Et enfin, je n'ai pas complétement compris la clé du développement économique de la Mayenne. L'esprit d'entreprise, Max Weber (dans son "Ethique protestante et l'esprit du capitalisme") a beaucoup brodé là-dessus. Mais ses thèses ont été largement réfutées. Je n'y crois pas non plus et je ne sais pas ce que ça signifie. En Mayenne, on y a ainsi visiblement l'amour du travail bien fait et on se sentirait déshonoré si le client n'était pas satisfait. Mais on sait aussi que cette "éthique du travail" ne suffit pas. La preuve, les pays dans lesquels on travaille le plus, ce sont les pays pauvres. Pour devenir riche, il faut, en fait, d'abord parvenir à mobiliser de l'épargne et du Capital puis parvenir à s'intégrer à un vaste cercle d'échanges. Mais ça, c'est une autre paire de manches.

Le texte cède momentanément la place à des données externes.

use std::collections::BTreeMap;
use std::fmt;

use serde::Serialize;

/// A single cell as delivered by the query pipeline.
#[derive(Debug, Clone, PartialEq, Serialize)]
#[serde(untagged)]
pub enum CellValue {
    Null,
    Bool(bool),
    Int(i64),
    Float(f64),
    Text(String),
    /// Milliseconds since the unix epoch.
    Time(i64),
}

impl CellValue {
    pub fn as_f64(&self) -> Option<f64> {
        match self {
            CellValue::Int(v) | CellValue::Time(v) => Some(*v as f64),
            CellValue::Float(v) => Some(*v),
            CellValue::Text(s) => s.trim().parse::<f64>().ok(),
            CellValue::Null | CellValue::Bool(_) => None,
        }
    }

    pub fn as_epoch_millis(&self) -> Option<i64> {
        match self {
            CellValue::Time(v) | CellValue::Int(v) => Some(*v),
            CellValue::Float(v) if v.is_finite() => Some(*v as i64),
            CellValue::Text(s) => s.trim().parse::<i64>().ok(),
            _ => None,
        }
    }
}

impl fmt::Display for CellValue {
    fn fmt(&self, f: &mut fmt::Formatter<'_>) -> fmt::Result {
        match self {
            CellValue::Null => Ok(()),
            CellValue::Bool(b) => write!(f, "{b}"),
            CellValue::Int(v) | CellValue::Time(v) => write!(f, "{v}"),
            CellValue::Float(v) if v.is_infinite() && *v > 0.0 => f.write_str("Infinity"),
            CellValue::Float(v) if v.is_infinite() => f.write_str("-Infinity"),
            CellValue::Float(v) => write!(f, "{v}"),
            CellValue::Text(s) => f.write_str(s),
        }
    }
}

impl From<&str> for CellValue {
    fn from(value: &str) -> Self {
        CellValue::Text(value.to_string())
    }
}

impl From<String> for CellValue {
    fn from(value: String) -> Self {
        CellValue::Text(value)
    }
}

impl From<i64> for CellValue {
    fn from(value: i64) -> Self {
        CellValue::Int(value)
    }
}

impl From<f64> for CellValue {
    fn from(value: f64) -> Self {
        CellValue::Float(value)
    }
}

impl From<bool> for CellValue {
    fn from(value: bool) -> Self {
        CellValue::Bool(value)
    }
}

#[derive(Debug, Clone, Copy, PartialEq, Eq, Hash, Serialize)]
#[serde(rename_all = "lowercase")]
pub enum ColumnType {
    Time,
    Number,
    Text,
    Other,
}

impl fmt::Display for ColumnType {
    fn fmt(&self, f: &mut fmt::Formatter<'_>) -> fmt::Result {
        let s = match self {
            ColumnType::Time => "time",
            ColumnType::Number => "number",
            ColumnType::Text => "text",
            ColumnType::Other => "other",
        };
        f.write_str(s)
    }
}

#[derive(Debug, Clone, PartialEq)]
pub struct Column {
    pub name: String,
    pub kind: ColumnType,
    pub values: Vec<CellValue>,
    pub labels: BTreeMap<String, String>,
    pub display_name: Option<String>,
}

impl Column {
    pub fn new(name: impl Into<String>, kind: ColumnType, values: Vec<CellValue>) -> Self {
        Column {
            name: name.into(),
            kind,
            values,
            labels: BTreeMap::new(),
            display_name: None,
        }
    }

    pub fn time(name: impl Into<String>, millis: impl IntoIterator<Item = i64>) -> Self {
        Column::new(
            name,
            ColumnType::Time,
            millis.into_iter().map(CellValue::Time).collect(),
        )
    }

    pub fn text<S: Into<String>>(name: impl Into<String>, values: impl IntoIterator<Item = S>) -> Self {
        Column::new(
            name,
            ColumnType::Text,
            values.into_iter().map(|v| CellValue::Text(v.into())).collect(),
        )
    }

    pub fn number(name: impl Into<String>, values: impl IntoIterator<Item = f64>) -> Self {
        Column::new(
            name,
            ColumnType::Number,
            values.into_iter().map(CellValue::Float).collect(),
        )
    }

    pub fn with_label(mut self, key: impl Into<String>, value: impl Into<String>) -> Self {
        self.labels.insert(key.into(), value.into());
        self
    }

    pub fn with_display_name(mut self, name: impl Into<String>) -> Self {
        self.display_name = Some(name.into());
        self
    }

    /// Name shown in option lists: an explicit display name, the `name`
    /// label, or the plain column name, in that order.
    pub fn display_name(&self) -> &str {
        self.display_name
            .as_deref()
            .or_else(|| self.labels.get("name").map(String::as_str))
            .unwrap_or(&self.name)
    }

    pub fn is_time(&self) -> bool {
        self.kind == ColumnType::Time
    }

    pub fn len(&self) -> usize {
        self.values.len()
    }

    pub fn is_empty(&self) -> bool {
        self.values.is_empty()
    }

    pub fn value(&self, row: usize) -> Option<&CellValue> {
        self.values.get(row)
    }

    pub fn as_string(&self) -> String {
        format!(
            "\"{}\" ({}), {} values",
            self.name,
            self.kind,
            self.values.len()
        )
    }
}

/// One series: columns sharing a row index.
#[derive(Debug, Clone, Default, PartialEq)]
pub struct Table {
    pub name: Option<String>,
    pub columns: Vec<Column>,
}

impl Table {
    pub fn new(columns: Vec<Column>) -> Self {
        Table {
            name: None,
            columns,
        }
    }

    pub fn named(name: impl Into<String>, columns: Vec<Column>) -> Self {
        Table {
            name: Some(name.into()),
            columns,
        }
    }

    pub fn column(&self, idx: usize) -> Option<&Column> {
        self.columns.get(idx)
    }

    pub fn row_count(&self) -> usize {
        self.columns.first().map(Column::len).unwrap_or(0)
    }

    pub fn display_name(&self) -> &str {
        self.name.as_deref().unwrap_or("???")
    }
}

/// The result set handed over by the host for one render pass.
#[derive(Debug, Clone, Default, PartialEq)]
pub struct DataSet {
    pub series: Vec<Table>,
    pub error: Option<String>,
}

impl DataSet {
    pub fn new(series: Vec<Table>) -> Self {
        DataSet {
            series,
            error: None,
        }
    }

    pub fn single(table: Table) -> Self {
        DataSet::new(vec![table])
    }

    pub fn with_error(mut self, message: impl Into<String>) -> Self {
        self.error = Some(message.into());
        self
    }
}

#[cfg(test)]
mod tests {
    use super::*;

    #[test]
    fn cell_values_print_like_the_host() {
        assert_eq!(CellValue::Float(3.0).to_string(), "3");
        assert_eq!(CellValue::Float(2.5).to_string(), "2.5");
        assert_eq!(CellValue::Float(f64::INFINITY).to_string(), "Infinity");
        assert_eq!(CellValue::Null.to_string(), "");
        assert_eq!(CellValue::Bool(true).to_string(), "true");
        assert_eq!(CellValue::from("up").to_string(), "up");
    }

    #[test]
    fn numeric_views() {
        assert_eq!(CellValue::from(" 42 ").as_f64(), Some(42.0));
        assert_eq!(CellValue::from("abc").as_f64(), None);
        assert_eq!(CellValue::Time(1000).as_epoch_millis(), Some(1000));
        assert_eq!(CellValue::Bool(false).as_epoch_millis(), None);
    }

    #[test]
    fn display_name_precedence() {
        let plain = Column::text("value", ["a"]);
        assert_eq!(plain.display_name(), "value");

        let labelled = Column::text("value", ["a"]).with_label("name", "host-1");
        assert_eq!(labelled.display_name(), "host-1");

        let explicit = labelled.with_display_name("Host one");
        assert_eq!(explicit.display_name(), "Host one");
    }

    #[test]
    fn row_count_follows_first_column() {
        let table = Table::new(vec![
            Column::time("time", [1, 2, 3]),
            Column::text("status", ["a", "b", "c"]),
        ]);
        assert_eq!(table.row_count(), 3);
        assert_eq!(Table::default().row_count(), 0);
    }
}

La très grande majorité de mes photos a été prise dans deux petites localités mayennaises: Sainte-Suzanne (1 300 habitants) et Lassay-les-Chateaux (2 300 habitants). Deux bleds absolus mais admirables, encore façonnés par le Moyen-Age. J'ai ajouté, à la fin, des images du château de Carrouges, tout proche mais situé dans l'Orne.
Deux artistes célèbres sont originaires de la Mayenne : le peintre, le Douanier Rousseau (dernière image) et l'écrivain Alfred Jarry.
Il faut absolument avoir lu Alfred Jarry, à commencer par "Ubu Roi". C'est d'une acuité politique extraordinaire. Un texte prophétique qu'il serait bon de diffuser, de toute urgence, notamment en Russie.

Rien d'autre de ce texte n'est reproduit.